Д.Д.: Честно говоря, политика как таковая, мир идеологии, каких-то глобальных тенденций, всё это мне лично представляется не слишком осмысленным и уж точно весьма далёким от моего ЗДЕСЬ. То есть, вот я прочёл то, что ты сказал, вижу, что для тебя эти слова заряжены какой-то энергией: «леволиберализм», «постмодернизм» и т. п… Для меня это как вести из далёкого Буркина-Фасо. Где-то там, у самого синего моря чёрные люди едят бабочек и ютятся в картонных коробках. Людей этих жаль, и если бы у меня была возможность, я бы купил им земли и позволил строить традиционные буркинафасошные вигвамы, построил бы им школы, отобрал бы автоматы Калашникова, издал бы Фуко и Гегеля на буркинафасонском… и т. д. и т. п. Но – просто потому, что изначально нет у меня таких ресурсов, и я в данный момент не склонен посвятить всего себя решению буркинафасонских проблем, – информация о том, как живут буркинафасонцы и какие ужасные
беды претерпевают, никнет, едва появившись на экране моего монитора.Я это пролистываю.

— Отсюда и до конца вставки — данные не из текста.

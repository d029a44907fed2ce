//! Shared frame model and protobuf codec for the chat websocket transport.
//!
//! This crate owns the wire representation exchanged between the chat widget
//! and the messaging server. Payloads stay flexible (`serde_json::Value`)
//! while encoding over protobuf for compact binary transport.
//!
//! EVENTS
//! ======
//! Frames are routed on `syscall`. The names the widget produces and consumes
//! live in [`syscall`] so both transports and the parser agree on spelling.

use std::time::{SystemTime, UNIX_EPOCH};

use prost::Message;
use serde::{Deserialize, Serialize};
use serde_json::{Map, Value};

/// Syscall names used by the chat protocol.
pub mod syscall {
    /// Server greeting carrying the connection's `client_id`.
    pub const SESSION_CONNECTED: &str = "session:connected";
    /// Server-wide reset; every client must pay again.
    pub const SESSION_RESET: &str = "session:reset";
    /// A chat line, both directions.
    pub const CHAT_MESSAGE: &str = "chat:message";
    /// Recent chat lines replayed on connect.
    pub const CHAT_HISTORY: &str = "chat:history";
    /// Current lock state of the room.
    pub const CHAT_STATUS: &str = "chat:status";
    /// Admin request to lock the room.
    pub const CHAT_LOCK: &str = "chat:lock";
    /// Admin request to unlock the room.
    pub const CHAT_UNLOCK: &str = "chat:unlock";
    /// Admin request to announce winners.
    pub const CHAT_ANNOUNCE: &str = "chat:announce";
    /// Broadcast winner announcement text.
    pub const CHAT_ANNOUNCEMENT: &str = "chat:announcement";
    /// Result of a payment verification.
    pub const PAYMENT_STATUS: &str = "payment:status";
    /// Broadcast revoking every client's paid flag.
    pub const PAYMENT_RESET: &str = "payment:reset";
    /// Gateway-level failure not tied to a request.
    pub const GATEWAY_ERROR: &str = "gateway:error";
}

/// Error returned by [`decode_frame`].
#[derive(Debug, thiserror::Error)]
pub enum CodecError {
    /// The raw bytes could not be decoded as a protobuf `WireFrame`.
    #[error("failed to decode protobuf frame: {0}")]
    Decode(#[from] prost::DecodeError),
    /// The `status` integer on the wire does not map to a known [`Status`] variant.
    #[error("invalid frame status: {0}")]
    InvalidStatus(i32),
}

/// Lifecycle status of a frame in a request/response exchange.
#[derive(Clone, Copy, Debug, PartialEq, Eq, Serialize, Deserialize)]
#[serde(rename_all = "lowercase")]
pub enum Status {
    /// Request frame sent by a client, or an unsolicited server push.
    Request,
    /// Intermediate streaming item (non-terminal).
    Item,
    /// Successful terminal response.
    Done,
    /// Error terminal response.
    Error,
    /// Cancellation frame.
    Cancel,
}

impl Status {
    /// Convert status into wire enum integer value.
    #[must_use]
    pub fn as_i32(self) -> i32 {
        match self {
            Self::Request => WireFrameStatus::Request as i32,
            Self::Item => WireFrameStatus::Item as i32,
            Self::Done => WireFrameStatus::Done as i32,
            Self::Error => WireFrameStatus::Error as i32,
            Self::Cancel => WireFrameStatus::Cancel as i32,
        }
    }

    /// Parse a status from wire enum integer value.
    fn from_i32(value: i32) -> Result<Self, CodecError> {
        match WireFrameStatus::try_from(value) {
            Ok(WireFrameStatus::Request) => Ok(Self::Request),
            Ok(WireFrameStatus::Item) => Ok(Self::Item),
            Ok(WireFrameStatus::Done) => Ok(Self::Done),
            Ok(WireFrameStatus::Error) => Ok(Self::Error),
            Ok(WireFrameStatus::Cancel) => Ok(Self::Cancel),
            Err(_) => Err(CodecError::InvalidStatus(value)),
        }
    }
}

/// A single message on the chat wire protocol.
#[derive(Clone, Debug, PartialEq, Serialize, Deserialize)]
pub struct Frame {
    /// Unique identifier for this frame (UUID string).
    pub id: String,
    /// ID of the request frame this is responding to, if any.
    pub parent_id: Option<String>,
    /// Milliseconds since the Unix epoch when the frame was created.
    pub ts: i64,
    /// Chat session code the frame belongs to, if the server assigned one.
    pub session: Option<String>,
    /// Sender identifier (client ID, username or system label).
    pub from: Option<String>,
    /// Namespaced event name, e.g. `"chat:message"`.
    pub syscall: String,
    /// Lifecycle position of the frame.
    pub status: Status,
    /// Arbitrary JSON payload.
    pub data: Value,
}

impl Frame {
    /// Create a request frame with a fresh id and the current timestamp.
    pub fn request(syscall: impl Into<String>, data: Value) -> Self {
        Self {
            id: uuid::Uuid::new_v4().to_string(),
            parent_id: None,
            ts: now_ms(),
            session: None,
            from: None,
            syscall: syscall.into(),
            status: Status::Request,
            data,
        }
    }

    #[must_use]
    pub fn with_from(mut self, from: impl Into<String>) -> Self {
        self.from = Some(from.into());
        self
    }
}

/// Current time as milliseconds since the Unix epoch.
#[must_use]
pub fn now_ms() -> i64 {
    let Ok(duration) = SystemTime::now().duration_since(UNIX_EPOCH) else {
        return 0;
    };
    i64::try_from(duration.as_millis()).unwrap_or(0)
}

/// Encode a frame into protobuf bytes.
#[must_use]
pub fn encode_frame(frame: &Frame) -> Vec<u8> {
    let wire = frame_to_wire(frame);

    let mut out = Vec::with_capacity(wire.encoded_len());
    // Encoding into a growable Vec cannot hit `BufferTooSmall`.
    wire.encode(&mut out).unwrap_or_default();
    out
}

/// Decode protobuf bytes into a frame.
///
/// # Errors
///
/// Returns [`CodecError::Decode`] for malformed bytes and
/// [`CodecError::InvalidStatus`] for out-of-range status values.
pub fn decode_frame(bytes: &[u8]) -> Result<Frame, CodecError> {
    let wire = WireFrame::decode(bytes)?;
    wire_to_frame(wire)
}

fn frame_to_wire(frame: &Frame) -> WireFrame {
    WireFrame {
        id: frame.id.clone(),
        parent_id: frame.parent_id.clone(),
        ts: frame.ts,
        session: frame.session.clone(),
        from: frame.from.clone(),
        syscall: frame.syscall.clone(),
        status: frame.status.as_i32(),
        data: Some(json_to_proto_value(&frame.data)),
    }
}

fn wire_to_frame(wire: WireFrame) -> Result<Frame, CodecError> {
    Ok(Frame {
        id: wire.id,
        parent_id: wire.parent_id,
        ts: wire.ts,
        session: wire.session,
        from: wire.from,
        syscall: wire.syscall,
        status: Status::from_i32(wire.status)?,
        data: wire
            .data
            .map_or(Value::Object(Map::new()), |v| proto_to_json_value(&v)),
    })
}

fn json_to_proto_value(value: &Value) -> prost_types::Value {
    let kind = match value {
        Value::Null => {
            prost_types::value::Kind::NullValue(prost_types::NullValue::NullValue as i32)
        }
        Value::Bool(v) => prost_types::value::Kind::BoolValue(*v),
        Value::Number(v) => prost_types::value::Kind::NumberValue(v.as_f64().unwrap_or(0.0)),
        Value::String(v) => prost_types::value::Kind::StringValue(v.clone()),
        Value::Array(v) => prost_types::value::Kind::ListValue(prost_types::ListValue {
            values: v.iter().map(json_to_proto_value).collect(),
        }),
        Value::Object(v) => prost_types::value::Kind::StructValue(prost_types::Struct {
            fields: v
                .iter()
                .map(|(k, v)| (k.clone(), json_to_proto_value(v)))
                .collect(),
        }),
    };

    prost_types::Value { kind: Some(kind) }
}

fn proto_to_json_value(value: &prost_types::Value) -> Value {
    let Some(kind) = &value.kind else {
        return Value::Null;
    };

    match kind {
        prost_types::value::Kind::NullValue(_) => Value::Null,
        prost_types::value::Kind::NumberValue(v) => {
            serde_json::Number::from_f64(*v).map_or(Value::Null, Value::Number)
        }
        prost_types::value::Kind::StringValue(v) => Value::String(v.clone()),
        prost_types::value::Kind::BoolValue(v) => Value::Bool(*v),
        prost_types::value::Kind::StructValue(v) => Value::Object(
            v.fields
                .iter()
                .map(|(k, v)| (k.clone(), proto_to_json_value(v)))
                .collect(),
        ),
        prost_types::value::Kind::ListValue(v) => {
            Value::Array(v.values.iter().map(proto_to_json_value).collect())
        }
    }
}

#[derive(Clone, PartialEq, Message)]
struct WireFrame {
    #[prost(string, tag = "1")]
    id: String,
    #[prost(string, optional, tag = "2")]
    parent_id: Option<String>,
    #[prost(int64, tag = "3")]
    ts: i64,
    #[prost(string, optional, tag = "4")]
    session: Option<String>,
    #[prost(string, optional, tag = "5")]
    from: Option<String>,
    #[prost(string, tag = "6")]
    syscall: String,
    #[prost(enumeration = "WireFrameStatus", tag = "7")]
    status: i32,
    #[prost(message, optional, tag = "8")]
    data: Option<prost_types::Value>,
}

#[derive(Clone, Copy, Debug, PartialEq, Eq, prost::Enumeration)]
#[repr(i32)]
enum WireFrameStatus {
    Request = 0,
    Done = 1,
    Error = 2,
    Cancel = 3,
    Item = 4,
}

#[cfg(test)]
#[path = "lib_test.rs"]
mod tests;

Я больше не вижу этой информации, и даже если ты примешься размахивать передо мною фотокарточками голодных детей со вспухшими животами, я постараюсь (инстинктивно, конечно), уронить эти образы в бессознательное, по возможности минуя сознание.
Где ты ничего не можешь, там ты не должен и ничего хотеть.
Это к тому, что «леволиберализм» и «постмодернизм» для меня – явления столь же виртуальные, как и настойчивый писк СМИ. Самые свежие новости: «Певица Лолита похудела на 8 кг». «Леволиберализм произвёл массовую атаку на постмодернизм, причинив последнему тяжкие телесные повреждения».
Это не значит, что политики не существует вовсе, но для меня, безусловно, политика – это явление локальное, целиком и полностью укоренённое в уме тех или иных людей, если и имеющее отношение к литературе, то – к т. н. «литературе идей», как говаривал Набоков.
Эйн Рэнд или какой-нибудь Прилепин.
Ты пишешь: «Увы, после коммунизма и фашизма, всего XX века все так боятся «больших идеологий», big idea, что даже заикаться об этом стало автоматически восприниматься как моветон – сама идея «большой идеи» профанирована и высмеяна до основания». Я думаю, что и до коммунизма и фашизма интересная (для меня, конечно) литература избегала политики и занималась не тенденцией, а человеком, не народами, а личностями, не идеями, а словами.
А что ты думаешь об этом?
А.Ч.: Но эти имена показательны. Прилепин заслуженно популярен, а с Рэнд вообще очень интересно – я видел не только много упоминаний о ней в медиа (хотя бы несколько материалов в последних номерах «НЛО»), но и живого человека с огромным ее томом в метро. То, что эта литература довольно своеобразной идеи (self-made man) сейчас пришла к нам, о многом, кажется, говорит… Если литература и избегала политики, то политика не избегала ее никогда, от начала времен: та же Библия – очень политическая книга. Другой вопрос, о чем мы, по-моему, сейчас подспудно говорили: в последние два века книги рекрутируют, призывают в политический военкомат и политизируют так, как никогда до этого. Например, много писали о том, что де Сад – это философия нового человека (примерно такого же, как у Рэнд, кстати), которая как-то срезультировала в эпоху, пришедшую после братства гильотин. Но у меня есть смутное подозрение, что самого маркиза вся политика интересовала в очень малой степени, а его откопали в нашем веке французские философы и поставили в ряды армии политических любовников. Про неинтерес к политическому я более чем тебя понимаю, потому что мне самому до последних лет буквально казалось все это скучным, необязательным, не фундаментальным, а путь того же Мисимы от станции «Эстетика» к конечной «Политикс» – банальным. Но сейчас я купил проездной на тот же маршрут, мне почему-то кажется, что те же заметки о сиюминутной политике, а не о вечном у Гомера или Бодлера, важны в том же смысле, как служение одной травинке важнее служения всей Вселенной. А что для тебя явление нелокальное? Я, например, знаю, что ты многое для себя нашел в китайской философии?..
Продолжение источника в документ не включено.